Face aux évolutions d’usages et aux nouvelles habitudes de consommation media, l’industrie de la musique rencontre des problèmes similaires à ceux recensés dans l’audiovisuel : des audiences instables, une concurrence croissante des contenus et le piratage. Pourtant, de nouveaux modèles économiques et des projets multiplateformes émergent: Jay Z, Gorillaz ou encore Nine Inch Nails par exemple, renforcent leurs relations avec le public à travers le storytelling.

Les nouveaux modèles de distribution

Les auteurs et les maisons de disque se confrontent aujourd’hui principalement à un problème : la baisse des ventes des supports physiques (CD, DVD) directement liée à l’explosion du numérique.

Même si souvent invoquée comme principale crainte par les producteurs, la musique ne représente que 2,9 % des téléchargements illégaux, comme le démontre l’étude publiée par Ars Technica. Pendant que la plupart des grands producteurs concentrent leurs efforts pour combattre la piraterie au travers d’entités comme la BPI au Royaume Uni, la loi Hadopi en France ou la RIAA aux Etats-Unis, de nouveaux acteurs développent des nouveaux modèles économiques autour de la musique et changent ainsi le terrain de jeu.

Par exemple, Spotify est un fournisseur d’accès gratuit à la musique qui comptait l’année dernière 10.000.000 d’utilisateurs pour son service financé par la publicité. Depuis le 1er mai, la politique de Spotify a évolué sous la pression des maisons de disque.

Les nouveaux utilisateurs de Spotify continueront de profiter du service gratuit, tel qu’il est actuellement proposé, pendant encore 6 mois. Ensuite, tous les utilisateurs du service gratuit pourront écouter un titre 5 fois maximum. Après cette limite l’utilisateur devra acheter le titre.

De plus, le nombre d’heures d’écoute sera limité à 10 heures par mois, une réduction de 50 % du temps d’écoute par rapport à l’année dernière. Spotify a été amené à changer sa politique de gratuité sous la pression des producteurs de musique qui dénonçaient un modèle économique à perte pour eux. Par exemple, Lemonde.fr

critiquait les modèles basés sur le streaming en analysant la distribution d’argent qui en découle et en soulignant que les artistes et les labels indépendants peuvent être désavantagés.

De l’autre côté de la barrière, un million d’abonnés paient déjà chaque mois 9,99 euros pour le service premium, sans publicité et disponible sur les mobiles.

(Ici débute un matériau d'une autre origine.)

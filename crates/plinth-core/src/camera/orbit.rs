// Copyright 2025 eraflo
//
// Licensed under the Apache License, Version 2.0 (the "License");
// you may not use this file except in compliance with the License.
// You may obtain a copy of the License at
//
//     http://www.apache.org/licenses/LICENSE-2.0
//
// Unless required by applicable law or agreed to in writing, software
// distributed under the License is distributed on an "AS IS" BASIS,
// WITHOUT WARRANTIES OR CONDITIONS OF ANY KIND, either express or implied.
// See the License for the specific language governing permissions and
// limitations under the License.

//! Mouse-driven orbit camera controls with optional damping.
//!
//! Input handlers only accumulate deltas. [`OrbitControls::update`] applies
//! them to the camera once per frame, and with damping enabled the deltas
//! decay geometrically so the camera keeps gliding after the mouse stops.

use super::PerspectiveCamera;
use crate::math::{Spherical, Vec2, Vec3, PI, TAU};
use crate::platform::{InputEvent, MouseButton};

/// Squared distance under which a camera move counts as no move.
const MOVE_EPSILON: f32 = 1e-6;

#[derive(Debug, Clone, Copy, PartialEq, Eq)]
enum DragState {
    None,
    Rotate,
    Pan,
}

/// Orbits a [`PerspectiveCamera`] around its target.
#[derive(Debug, Clone)]
pub struct OrbitControls {
    /// Smooth camera motion over successive frames.
    pub enable_damping: bool,
    /// Fraction of the pending motion applied per update when damping.
    pub damping_factor: f32,
    /// Multiplier on drag-to-rotate.
    pub rotate_speed: f32,
    /// Multiplier on wheel zoom.
    pub zoom_speed: f32,
    /// Multiplier on drag-to-pan.
    pub pan_speed: f32,
    /// Closest allowed distance to the target.
    pub min_distance: f32,
    /// Farthest allowed distance to the target.
    pub max_distance: f32,
    /// Lower bound of the polar angle, in radians.
    pub min_polar_angle: f32,
    /// Upper bound of the polar angle, in radians.
    pub max_polar_angle: f32,

    spherical_delta: Spherical,
    scale: f32,
    pan_offset: Vec3,
    /// Pan gesture in viewport-height units, resolved against the camera in `update`.
    pending_pan: Vec2,
    drag: DragState,
    last_cursor: Option<Vec2>,
}

impl OrbitControls {
    /// Controls with damping enabled at `damping_factor`.
    pub fn with_damping(damping_factor: f32) -> Self {
        Self {
            enable_damping: true,
            damping_factor,
            ..Self::default()
        }
    }

    /// Feeds one input event. `viewport` is the physical window size.
    ///
    /// Returns true if the event was consumed by the controls.
    pub fn handle_input(&mut self, event: &InputEvent, viewport: (u32, u32)) -> bool {
        let height = viewport.1.max(1) as f32;
        match event {
            InputEvent::MouseButtonPressed { button } => {
                self.drag = match button {
                    MouseButton::Left => DragState::Rotate,
                    MouseButton::Right | MouseButton::Middle => DragState::Pan,
                    _ => return false,
                };
                true
            }
            InputEvent::MouseButtonReleased { .. } => {
                let was_dragging = self.drag != DragState::None;
                self.drag = DragState::None;
                was_dragging
            }
            InputEvent::MouseMoved { x, y } => {
                let cursor = Vec2::new(*x, *y);
                let previous = self.last_cursor.replace(cursor);
                let Some(previous) = previous else {
                    return false;
                };
                let delta = cursor - previous;
                match self.drag {
                    DragState::Rotate => {
                        self.rotate_left(TAU * delta.x / height * self.rotate_speed);
                        self.rotate_up(TAU * delta.y / height * self.rotate_speed);
                        true
                    }
                    DragState::Pan => {
                        self.pending_pan = self.pending_pan + delta * (self.pan_speed / height);
                        true
                    }
                    DragState::None => false,
                }
            }
            InputEvent::MouseWheelScrolled { delta_y, .. } => {
                if *delta_y > 0.0 {
                    self.scale *= self.zoom_scale();
                } else if *delta_y < 0.0 {
                    self.scale /= self.zoom_scale();
                } else {
                    return false;
                }
                true
            }
            InputEvent::CursorLeft => {
                self.last_cursor = None;
                self.drag = DragState::None;
                false
            }
            _ => false,
        }
    }

    /// Applies pending motion to `camera`. Returns true if the camera moved.
    pub fn update(&mut self, camera: &mut PerspectiveCamera) -> bool {
        let previous_position = camera.position;
        let previous_target = camera.target;

        self.resolve_pending_pan(camera);

        let offset = camera.position - camera.target;
        let mut spherical = Spherical::from_vec3(offset);

        let step = if self.enable_damping {
            self.damping_factor
        } else {
            1.0
        };
        spherical.theta += self.spherical_delta.theta * step;
        spherical.phi += self.spherical_delta.phi * step;
        spherical.phi = spherical
            .phi
            .clamp(self.min_polar_angle, self.max_polar_angle);
        spherical.make_safe();

        spherical.radius = (spherical.radius * self.scale).clamp(self.min_distance, self.max_distance);

        camera.target += self.pan_offset * step;
        camera.position = camera.target + spherical.to_vec3();

        if self.enable_damping {
            let decay = 1.0 - self.damping_factor;
            self.spherical_delta.theta *= decay;
            self.spherical_delta.phi *= decay;
            self.pan_offset *= decay;
        } else {
            self.spherical_delta = Spherical::new(0.0, 0.0, 0.0);
            self.pan_offset = Vec3::ZERO;
        }
        self.scale = 1.0;

        let moved = (camera.position - previous_position).length_squared() > MOVE_EPSILON
            || (camera.target - previous_target).length_squared() > MOVE_EPSILON;
        if moved {
            log::trace!("Orbit camera moved to {:?}", camera.position);
        }
        moved
    }

    fn rotate_left(&mut self, angle: f32) {
        self.spherical_delta.theta -= angle;
    }

    fn rotate_up(&mut self, angle: f32) {
        self.spherical_delta.phi -= angle;
    }

    fn zoom_scale(&self) -> f32 {
        0.95_f32.powf(self.zoom_speed)
    }

    /// Converts the accumulated screen-space pan into a world-space offset.
    /// The scale keeps the point under the cursor fixed at the target depth.
    fn resolve_pending_pan(&mut self, camera: &PerspectiveCamera) {
        if self.pending_pan == Vec2::ZERO {
            return;
        }
        let offset = camera.position - camera.target;
        let target_distance = offset.length() * (camera.fov_y_radians() * 0.5).tan();

        let forward = camera.forward();
        let right = forward.cross(camera.up).normalize();
        let up = right.cross(forward);

        let pan = self.pending_pan * (2.0 * target_distance);
        self.pan_offset += right * -pan.x;
        self.pan_offset += up * pan.y;
        self.pending_pan = Vec2::ZERO;
    }
}

impl Default for OrbitControls {
    fn default() -> Self {
        Self {
            enable_damping: false,
            damping_factor: 0.05,
            rotate_speed: 1.0,
            zoom_speed: 1.0,
            pan_speed: 1.0,
            min_distance: 0.0,
            max_distance: f32::INFINITY,
            min_polar_angle: 0.0,
            max_polar_angle: PI,
            spherical_delta: Spherical::new(0.0, 0.0, 0.0),
            scale: 1.0,
            pan_offset: Vec3::ZERO,
            pending_pan: Vec2::ZERO,
            drag: DragState::None,
            last_cursor: None,
        }
    }
}

#[cfg(test)]
mod tests {
    use super::*;
    use approx::assert_relative_eq;

    const VIEWPORT: (u32, u32) = (800, 600);

    fn drag(controls: &mut OrbitControls, button: MouseButton, from: (f32, f32), to: (f32, f32)) {
        controls.handle_input(&InputEvent::MouseMoved { x: from.0, y: from.1 }, VIEWPORT);
        controls.handle_input(&InputEvent::MouseButtonPressed { button }, VIEWPORT);
        controls.handle_input(&InputEvent::MouseMoved { x: to.0, y: to.1 }, VIEWPORT);
        controls.handle_input(&InputEvent::MouseButtonReleased { button }, VIEWPORT);
    }

    #[test]
    fn idle_update_does_not_move() {
        let mut camera = PerspectiveCamera::default();
        let mut controls = OrbitControls::with_damping(0.05);
        assert!(!controls.update(&mut camera));
        assert_relative_eq!(camera.position.x, 8.0, epsilon = 1e-4);
        assert_relative_eq!(camera.position.y, 8.0, epsilon = 1e-4);
    }

    #[test]
    fn rotation_keeps_distance_to_target() {
        let mut camera = PerspectiveCamera::default();
        let radius = camera.position.length();
        let mut controls = OrbitControls::default();
        drag(&mut controls, MouseButton::Left, (100.0, 100.0), (250.0, 130.0));
        assert!(controls.update(&mut camera));
        assert_relative_eq!(camera.position.length(), radius, epsilon = 1e-3);
    }

    #[test]
    fn damping_spreads_motion_over_frames() {
        let mut camera = PerspectiveCamera::default();
        let mut controls = OrbitControls::with_damping(0.05);
        drag(&mut controls, MouseButton::Left, (0.0, 0.0), (300.0, 0.0));

        let start = camera.position;
        assert!(controls.update(&mut camera));
        let first_step = (camera.position - start).length();
        let mid = camera.position;
        assert!(controls.update(&mut camera));
        let second_step = (camera.position - mid).length();
        assert!(second_step < first_step);
        assert!(second_step > 0.0);
    }

    #[test]
    fn wheel_up_moves_closer() {
        let mut camera = PerspectiveCamera::default();
        let before = camera.position.length();
        let mut controls = OrbitControls::default();
        let consumed = controls.handle_input(
            &InputEvent::MouseWheelScrolled {
                delta_x: 0.0,
                delta_y: 1.0,
            },
            VIEWPORT,
        );
        assert!(consumed);
        controls.update(&mut camera);
        assert_relative_eq!(camera.position.length(), before * 0.95, epsilon = 1e-3);
    }

    #[test]
    fn distance_is_clamped() {
        let mut camera = PerspectiveCamera::default();
        let mut controls = OrbitControls {
            max_distance: 5.0,
            ..OrbitControls::default()
        };
        controls.update(&mut camera);
        assert_relative_eq!(camera.position.length(), 5.0, epsilon = 1e-4);
    }

    #[test]
    fn polar_angle_never_reaches_the_pole() {
        let mut camera = PerspectiveCamera::default();
        let mut controls = OrbitControls::default();
        drag(&mut controls, MouseButton::Left, (0.0, 0.0), (0.0, 5000.0));
        controls.update(&mut camera);
        let offset = camera.position - camera.target;
        assert!(!offset.x.is_nan() && !offset.z.is_nan());
        assert!(offset.y > 0.0);
        assert_relative_eq!(offset.length(), Vec3::splat(8.0).length(), epsilon = 1e-3);
    }

    #[test]
    fn right_drag_pans_target() {
        let mut camera = PerspectiveCamera::default();
        let mut controls = OrbitControls::default();
        drag(&mut controls, MouseButton::Right, (100.0, 100.0), (200.0, 100.0));
        assert!(controls.update(&mut camera));
        assert!(camera.target.length() > 0.0);
        let offset = camera.position - camera.target;
        assert_relative_eq!(offset.length(), Vec3::splat(8.0).length(), epsilon = 1e-3);
    }

    #[test]
    fn movement_without_drag_is_not_consumed() {
        let mut controls = OrbitControls::default();
        assert!(!controls.handle_input(&InputEvent::MouseMoved { x: 1.0, y: 1.0 }, VIEWPORT));
        assert!(!controls.handle_input(&InputEvent::MouseMoved { x: 5.0, y: 1.0 }, VIEWPORT));
    }
}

De la même manière Last.fm, iTunes ou encore Amazon surfent depuis des années sur la vague de la musique digitale. Apple occupe à travers son application iTunes une position de leader des plateformes de diffusion de musique.

Ces exemples montrent que face à l’explosion du digital, le monde de la musique est confronté à une nécessité de faire évoluer ses plates-formes de distribution et donc ses modèles économiques. L’évolution du contexte global, demande aussi un changement dans la manière de « vendre » la musique. Les opérations marketing autour des artistes évoluent donc en parallèle, s’appuyant sur des éléments de storytelling amenant une valeur ajoutée à l’offre culturelle.

« A reason to buy » : Une raison pour acheter

Gerd Leonhard, consultant en communication et media, comparait la musique avec l’eau en bouteille. L’eau est disponible quasi-gratuitement au robinet, mais le marché de l’eau – embouteillé – vend chaque année plus de 89 milliards de litres d’eau dans le monde. Leonhard souligne l’omniprésence de la musique. Les internautes peuvent l’obtenir gratuitement et de plus en plus de maisons de disques cherchent à attirer l’attention limitée du consommateur.

Le monopole économique détenu pendant des années par les producteurs et distributeurs classiques est rompu, notamment en raison de nouveaux business models basés sur l’accès numérique. Voici la question que Leonhard se pose : pourquoi payer pour une bouteille d’eau quand celle-ci est disponible gratuitement au robinet ? La solution suggérée par l’auteur est l’engagement, la conversation, l’attractivité et la communauté. Ne vendons pas simplement de la musique, mais une expérience…

Robert Pratten, fondateur de « Transmedia Storyteller » et consultant transmedia, abordait le même sujet lors de sa présentation sur l’application des concepts transmedia au monde de la musique. Le storytelling pourrait-il donner un motif d’achat supplémentaire aux internautes, aux générations qui, peut-être, n’ont jamais acheté un CD ?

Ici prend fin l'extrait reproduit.